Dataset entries
_ _ _ _

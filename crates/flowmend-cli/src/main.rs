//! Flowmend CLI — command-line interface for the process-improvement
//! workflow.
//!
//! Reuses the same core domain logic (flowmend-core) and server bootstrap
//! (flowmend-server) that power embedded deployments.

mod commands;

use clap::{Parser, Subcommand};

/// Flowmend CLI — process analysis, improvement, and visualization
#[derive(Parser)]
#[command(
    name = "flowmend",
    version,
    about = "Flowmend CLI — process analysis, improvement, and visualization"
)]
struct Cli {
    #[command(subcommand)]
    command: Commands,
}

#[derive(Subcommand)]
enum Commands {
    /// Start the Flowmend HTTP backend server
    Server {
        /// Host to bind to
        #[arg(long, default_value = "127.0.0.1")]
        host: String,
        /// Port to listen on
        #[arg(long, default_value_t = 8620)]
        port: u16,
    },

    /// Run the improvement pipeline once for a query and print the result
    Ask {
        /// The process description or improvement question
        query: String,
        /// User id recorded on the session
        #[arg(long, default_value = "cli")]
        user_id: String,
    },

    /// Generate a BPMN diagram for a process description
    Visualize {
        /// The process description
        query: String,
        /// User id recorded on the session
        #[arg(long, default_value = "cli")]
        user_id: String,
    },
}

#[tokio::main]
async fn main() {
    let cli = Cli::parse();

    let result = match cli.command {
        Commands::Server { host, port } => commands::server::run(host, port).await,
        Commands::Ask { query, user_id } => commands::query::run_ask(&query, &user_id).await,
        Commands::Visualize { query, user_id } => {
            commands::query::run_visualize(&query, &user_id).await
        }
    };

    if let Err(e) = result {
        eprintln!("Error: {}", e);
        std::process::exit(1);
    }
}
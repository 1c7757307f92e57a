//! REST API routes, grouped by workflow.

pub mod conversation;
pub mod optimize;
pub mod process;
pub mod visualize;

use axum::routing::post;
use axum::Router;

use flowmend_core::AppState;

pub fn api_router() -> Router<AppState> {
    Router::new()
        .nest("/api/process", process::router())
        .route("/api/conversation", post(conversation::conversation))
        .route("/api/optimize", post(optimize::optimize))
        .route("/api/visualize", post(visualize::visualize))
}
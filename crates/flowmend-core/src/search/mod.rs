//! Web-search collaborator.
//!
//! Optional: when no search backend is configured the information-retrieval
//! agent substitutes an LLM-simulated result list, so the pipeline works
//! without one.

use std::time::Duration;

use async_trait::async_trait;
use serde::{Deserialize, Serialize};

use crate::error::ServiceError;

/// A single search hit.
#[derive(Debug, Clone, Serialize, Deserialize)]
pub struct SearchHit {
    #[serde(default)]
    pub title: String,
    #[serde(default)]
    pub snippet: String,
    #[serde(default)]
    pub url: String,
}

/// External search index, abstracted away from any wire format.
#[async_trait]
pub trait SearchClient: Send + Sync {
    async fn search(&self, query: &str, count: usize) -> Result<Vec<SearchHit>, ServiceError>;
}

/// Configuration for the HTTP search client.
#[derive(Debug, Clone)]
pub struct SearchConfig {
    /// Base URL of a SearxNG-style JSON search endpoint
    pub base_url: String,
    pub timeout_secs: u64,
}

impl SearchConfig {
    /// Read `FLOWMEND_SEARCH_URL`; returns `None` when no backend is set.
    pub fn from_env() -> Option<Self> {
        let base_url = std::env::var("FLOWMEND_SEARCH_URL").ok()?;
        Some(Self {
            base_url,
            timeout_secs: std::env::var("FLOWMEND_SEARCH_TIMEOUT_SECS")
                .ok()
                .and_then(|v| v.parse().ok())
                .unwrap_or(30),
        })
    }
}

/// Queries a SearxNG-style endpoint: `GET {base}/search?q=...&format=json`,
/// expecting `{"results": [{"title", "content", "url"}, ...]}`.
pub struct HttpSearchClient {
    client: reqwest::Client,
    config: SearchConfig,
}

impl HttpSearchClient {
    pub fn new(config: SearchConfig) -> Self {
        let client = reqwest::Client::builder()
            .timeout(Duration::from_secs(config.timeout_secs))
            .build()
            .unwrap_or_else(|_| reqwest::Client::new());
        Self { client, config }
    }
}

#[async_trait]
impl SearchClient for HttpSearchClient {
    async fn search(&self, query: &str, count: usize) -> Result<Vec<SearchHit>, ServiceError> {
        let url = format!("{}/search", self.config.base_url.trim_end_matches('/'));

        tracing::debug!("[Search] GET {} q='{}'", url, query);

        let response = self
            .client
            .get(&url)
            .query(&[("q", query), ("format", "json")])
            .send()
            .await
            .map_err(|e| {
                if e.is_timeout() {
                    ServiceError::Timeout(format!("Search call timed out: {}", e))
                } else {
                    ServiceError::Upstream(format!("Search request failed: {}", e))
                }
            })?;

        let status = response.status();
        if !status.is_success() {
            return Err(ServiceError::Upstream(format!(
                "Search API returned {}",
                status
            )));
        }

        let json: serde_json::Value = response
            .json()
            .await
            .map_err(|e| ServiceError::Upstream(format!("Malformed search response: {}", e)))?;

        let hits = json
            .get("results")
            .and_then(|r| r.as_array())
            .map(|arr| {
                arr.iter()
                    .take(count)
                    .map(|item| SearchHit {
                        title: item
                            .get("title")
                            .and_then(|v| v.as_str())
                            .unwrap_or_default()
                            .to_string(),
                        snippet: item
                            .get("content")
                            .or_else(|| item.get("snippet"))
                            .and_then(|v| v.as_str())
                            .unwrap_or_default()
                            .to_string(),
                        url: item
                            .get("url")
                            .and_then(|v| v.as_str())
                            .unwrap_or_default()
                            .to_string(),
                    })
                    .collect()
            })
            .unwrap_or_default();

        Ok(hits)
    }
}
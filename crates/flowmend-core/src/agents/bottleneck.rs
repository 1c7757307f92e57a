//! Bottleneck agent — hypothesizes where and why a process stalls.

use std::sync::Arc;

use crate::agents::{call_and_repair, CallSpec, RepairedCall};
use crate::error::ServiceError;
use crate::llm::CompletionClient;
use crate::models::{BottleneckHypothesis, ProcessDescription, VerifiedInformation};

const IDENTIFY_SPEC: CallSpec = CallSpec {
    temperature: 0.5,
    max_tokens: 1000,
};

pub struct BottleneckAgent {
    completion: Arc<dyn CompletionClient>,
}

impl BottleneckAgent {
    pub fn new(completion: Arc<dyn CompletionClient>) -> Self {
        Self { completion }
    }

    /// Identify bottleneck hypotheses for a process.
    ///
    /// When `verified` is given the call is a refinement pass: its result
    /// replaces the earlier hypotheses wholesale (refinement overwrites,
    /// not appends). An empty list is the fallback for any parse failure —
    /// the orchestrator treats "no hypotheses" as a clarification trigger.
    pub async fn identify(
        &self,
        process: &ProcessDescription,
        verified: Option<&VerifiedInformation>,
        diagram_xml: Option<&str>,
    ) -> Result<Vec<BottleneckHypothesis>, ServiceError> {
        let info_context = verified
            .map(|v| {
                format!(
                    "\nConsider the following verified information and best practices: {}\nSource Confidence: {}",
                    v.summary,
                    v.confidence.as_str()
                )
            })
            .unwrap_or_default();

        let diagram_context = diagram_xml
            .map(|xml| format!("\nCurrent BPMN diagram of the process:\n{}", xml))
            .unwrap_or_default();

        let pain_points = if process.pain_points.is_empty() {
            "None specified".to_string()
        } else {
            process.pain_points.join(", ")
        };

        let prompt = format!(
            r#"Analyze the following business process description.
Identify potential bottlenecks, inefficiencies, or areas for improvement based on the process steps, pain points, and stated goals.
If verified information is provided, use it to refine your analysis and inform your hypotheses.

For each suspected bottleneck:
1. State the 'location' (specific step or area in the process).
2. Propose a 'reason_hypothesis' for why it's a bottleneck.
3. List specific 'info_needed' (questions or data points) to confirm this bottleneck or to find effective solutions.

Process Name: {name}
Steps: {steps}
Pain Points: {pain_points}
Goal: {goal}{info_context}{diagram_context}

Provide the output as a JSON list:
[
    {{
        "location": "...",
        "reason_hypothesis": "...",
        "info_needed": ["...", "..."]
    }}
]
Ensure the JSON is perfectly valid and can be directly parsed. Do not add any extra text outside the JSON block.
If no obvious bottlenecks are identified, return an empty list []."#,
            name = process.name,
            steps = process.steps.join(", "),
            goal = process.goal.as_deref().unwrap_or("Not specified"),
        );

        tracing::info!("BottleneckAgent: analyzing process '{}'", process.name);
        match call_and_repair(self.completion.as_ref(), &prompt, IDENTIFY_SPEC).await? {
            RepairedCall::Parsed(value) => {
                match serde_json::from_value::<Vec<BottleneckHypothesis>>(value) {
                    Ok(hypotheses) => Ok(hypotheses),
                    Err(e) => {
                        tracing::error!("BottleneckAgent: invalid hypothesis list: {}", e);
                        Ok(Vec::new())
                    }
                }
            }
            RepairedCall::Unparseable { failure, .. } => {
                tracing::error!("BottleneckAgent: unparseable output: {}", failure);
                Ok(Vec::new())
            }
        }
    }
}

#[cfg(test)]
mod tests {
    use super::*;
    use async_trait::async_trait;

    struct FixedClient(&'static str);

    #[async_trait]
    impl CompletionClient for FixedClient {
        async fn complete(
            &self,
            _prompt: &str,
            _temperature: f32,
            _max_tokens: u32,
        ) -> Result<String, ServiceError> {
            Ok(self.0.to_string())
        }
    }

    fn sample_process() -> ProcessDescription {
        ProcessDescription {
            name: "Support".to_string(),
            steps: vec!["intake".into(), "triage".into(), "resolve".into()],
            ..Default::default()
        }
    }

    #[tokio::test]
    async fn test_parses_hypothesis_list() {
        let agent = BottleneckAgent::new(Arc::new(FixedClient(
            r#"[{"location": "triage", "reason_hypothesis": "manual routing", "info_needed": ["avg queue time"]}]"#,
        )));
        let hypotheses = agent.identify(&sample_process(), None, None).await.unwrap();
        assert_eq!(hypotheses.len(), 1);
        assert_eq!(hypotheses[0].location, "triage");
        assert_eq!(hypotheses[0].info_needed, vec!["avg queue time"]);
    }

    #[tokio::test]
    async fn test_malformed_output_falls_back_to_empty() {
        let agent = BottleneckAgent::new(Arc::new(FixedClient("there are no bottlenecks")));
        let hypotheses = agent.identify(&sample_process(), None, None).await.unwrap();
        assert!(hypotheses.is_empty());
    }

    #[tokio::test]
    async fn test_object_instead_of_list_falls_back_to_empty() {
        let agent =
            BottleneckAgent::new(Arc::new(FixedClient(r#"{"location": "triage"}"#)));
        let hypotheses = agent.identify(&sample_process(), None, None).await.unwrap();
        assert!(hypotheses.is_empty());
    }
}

_ _ _ _

Work required:
Go through the data above and find the lines with the word "refinement". Copy each of those lines.

Answer to this exercise:
    /// When `verified` is given the call is a refinement pass: its result
    /// replaces the earlier hypotheses wholesale (refinement overwrites,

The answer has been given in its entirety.